Value circulates. Our aim might be to obtain some commodity to consume. To get it, we would sell one commodity for money, then use that money to buy the other desired commodity (C-M-C, commodity-money-commodity). Or, our aim might purely be the continual increase of wealth. In that case, we would invest our money into some commodity, which we would then resell at a higher value. With the now greater sum of money, we would invest that for an even greater profit. Or, we might loan our money on interest. (M-C-M', money-commodity-money plus profit, and for loan interest, just M-M'.)
Capital / Das Kapital
Volume One
Part II: The Transformation of Money into Capital
Chapter Four: The General Formula for Capital
Capital begins with the circulation of commodities. It originates historically in the 16th century. (163 / 106)
We might consider commodities in terms of their use-values or instead in terms of their monetary-values [see Aristotle's distinction between the shoe valued for protecting the foot and otherwise for making a profit through its sale]. So when we just examine the economic forms involved in the circulation of commodities, we see that the final result of this circulation is money. (163 / 107)
We will first look at capital rather than landed property. We find that capital begins as the moneyed wealth of merchants and money-lenders. We see money as capital also in our daily lives. We even come to give monetary value even to our labor. (163-164 / 107)
Marx distinguishes between two sorts of money: money itself and money as capital. Their difference lies in their form of circulation. (164 / 167)
Marx will now distinguish two types of circulation: C-M-C (commodity-money-commodity) and M-C-M (money-commodity-money). Both involve two antithetical phases. (164 / 107)
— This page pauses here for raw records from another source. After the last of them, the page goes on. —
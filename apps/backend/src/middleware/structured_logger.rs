use std::future::{ready, Ready};
use std::time::Instant;

use actix_web::dev::{forward_ready, Service, ServiceRequest, ServiceResponse, Transform};
use actix_web::http::StatusCode;
use actix_web::{Error as ActixError, HttpMessage};
use futures_util::future::LocalBoxFuture;
use tracing::{error, info, warn};

use crate::trace_ctx::UNKNOWN_TRACE_ID;

/// Emits one `request_completed` event per request; 5xx log at error, 4xx
/// at warn, the rest at info.
pub struct StructuredLogger;

impl<S, B> Transform<S, ServiceRequest> for StructuredLogger
where
    S: Service<ServiceRequest, Response = ServiceResponse<B>, Error = ActixError>,
    S::Future: 'static,
    B: 'static,
{
    type Response = ServiceResponse<B>;
    type Error = ActixError;
    type InitError = ();
    type Transform = StructuredLoggerMiddleware<S>;
    type Future = Ready<Result<Self::Transform, Self::InitError>>;

    fn new_transform(&self, service: S) -> Self::Future {
        ready(Ok(StructuredLoggerMiddleware { service }))
    }
}

pub struct StructuredLoggerMiddleware<S> {
    service: S,
}

fn log_completion(method: &str, path: &str, status: StatusCode, duration_us: u64, trace_id: &str) {
    let status_code = status.as_u16();
    if status.is_server_error() {
        error!(http.method = %method, url.path = %path, http.status_code = status_code, duration_us, trace_id = %trace_id, "request_completed");
    } else if status.is_client_error() {
        warn!(http.method = %method, url.path = %path, http.status_code = status_code, duration_us, trace_id = %trace_id, "request_completed");
    } else {
        info!(http.method = %method, url.path = %path, http.status_code = status_code, duration_us, trace_id = %trace_id, "request_completed");
    }
}

impl<S, B> Service<ServiceRequest> for StructuredLoggerMiddleware<S>
where
    S: Service<ServiceRequest, Response = ServiceResponse<B>, Error = ActixError>,
    S::Future: 'static,
    B: 'static,
{
    type Response = ServiceResponse<B>;
    type Error = ActixError;
    type Future = LocalBoxFuture<'static, Result<Self::Response, Self::Error>>;

    forward_ready!(service);

    fn call(&self, req: ServiceRequest) -> Self::Future {
        let start = Instant::now();
        let method = req.method().to_string();
        let path = req.path().to_string();
        let trace_id = req
            .extensions()
            .get::<String>()
            .cloned()
            .unwrap_or_else(|| UNKNOWN_TRACE_ID.to_string());

        let fut = self.service.call(req);

        Box::pin(async move {
            let result = fut.await;

            let status = match &result {
                Ok(res) => res.status(),
                Err(err) => err.as_response_error().status_code(),
            };
            log_completion(
                &method,
                &path,
                status,
                start.elapsed().as_micros() as u64,
                &trace_id,
            );

            result
        })
    }
}
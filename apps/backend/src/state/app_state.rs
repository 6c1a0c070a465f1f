use std::sync::Arc;

use sea_orm::DatabaseConnection;

use super::security_config::SecurityConfig;
use crate::repos::{AccountRepo, RestaurantRepo};
use crate::services::accounts::AccountService;
use crate::services::authorization::AuthorizationPolicy;

/// Application state containing shared resources
#[derive(Clone)]
pub struct AppState {
    pub accounts: Arc<dyn AccountRepo>,
    pub restaurants: Arc<dyn RestaurantRepo>,
    pub account_service: Arc<dyn AccountService>,
    pub authorization: Arc<dyn AuthorizationPolicy>,
    /// Security configuration including JWT settings
    pub security: SecurityConfig,
    /// Database connection; `None` when running on the in-memory store
    pub db: Option<DatabaseConnection>,
}

impl AppState {
    pub fn db(&self) -> Option<&DatabaseConnection> {
        self.db.as_ref()
    }
}

impl std::fmt::Debug for AppState {
    fn fmt(&self, f: &mut std::fmt::Formatter<'_>) -> std::fmt::Result {
        f.debug_struct("AppState")
            .field("security", &self.security)
            .field("db", &self.db.is_some())
            .finish_non_exhaustive()
    }
}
C-M-C is the simplest form of commodity-circulation. Here we sell commodities in order to buy more commodities. We transform commodities into money, then money back into commodities. (164 / 107)
In M-C-M's first antithetical phase M-C ('the purchase'), money is changed into commodity. In the C-M phase ('the sale'), the commodity is then transformed back into money. There is a single movement in the combination of these phases. [In C-M-C, our concern was getting a different commodity than what we began with, and money was the means. But in M-C-M, our concern is getting a different amount of money, and commodity is our means. So in M-C-M, there is motion of money increase, with the commodity part just an arbitrary means to it.] The thing bought is both the object of purchase and sale, and purchase-sale can be considered one movement, because there is the movement of money increase mediated by the commodity purchase-sale process. Thus the phases vanish, and our exchange becomes a matter of M-M. "If I purchase 2,000 lbs. of cotton for £100, and resell the 2,000 lbs. of cotton for £110, I have, in fact, exchanged £100 for £110, money for money. " (164 / 107-108)
There would be no point to M-C-M if in the end we exchange £100 for £100. And yet sometimes a merchant will for certain reasons sell goods for no profit or even at a loss. Yet the process of M-M remains the same nonetheless. This is different from the peasant who sells corn so to have money to buy clothes [perhaps C-C]. Marx will now further differentiate M-C-M and C-M-C. (165 / 108)
But first he will show what the two forms of circulation have in common.
Both have the same two antithetical phases: M-C and C-M. In both circulations, there is the exchange of commodities and money, and there are two figures, buyers and sellers. And both circuits are unified by three parties: one who only sells, one who only buys, and one who both buys and sells. (165 / 108-109)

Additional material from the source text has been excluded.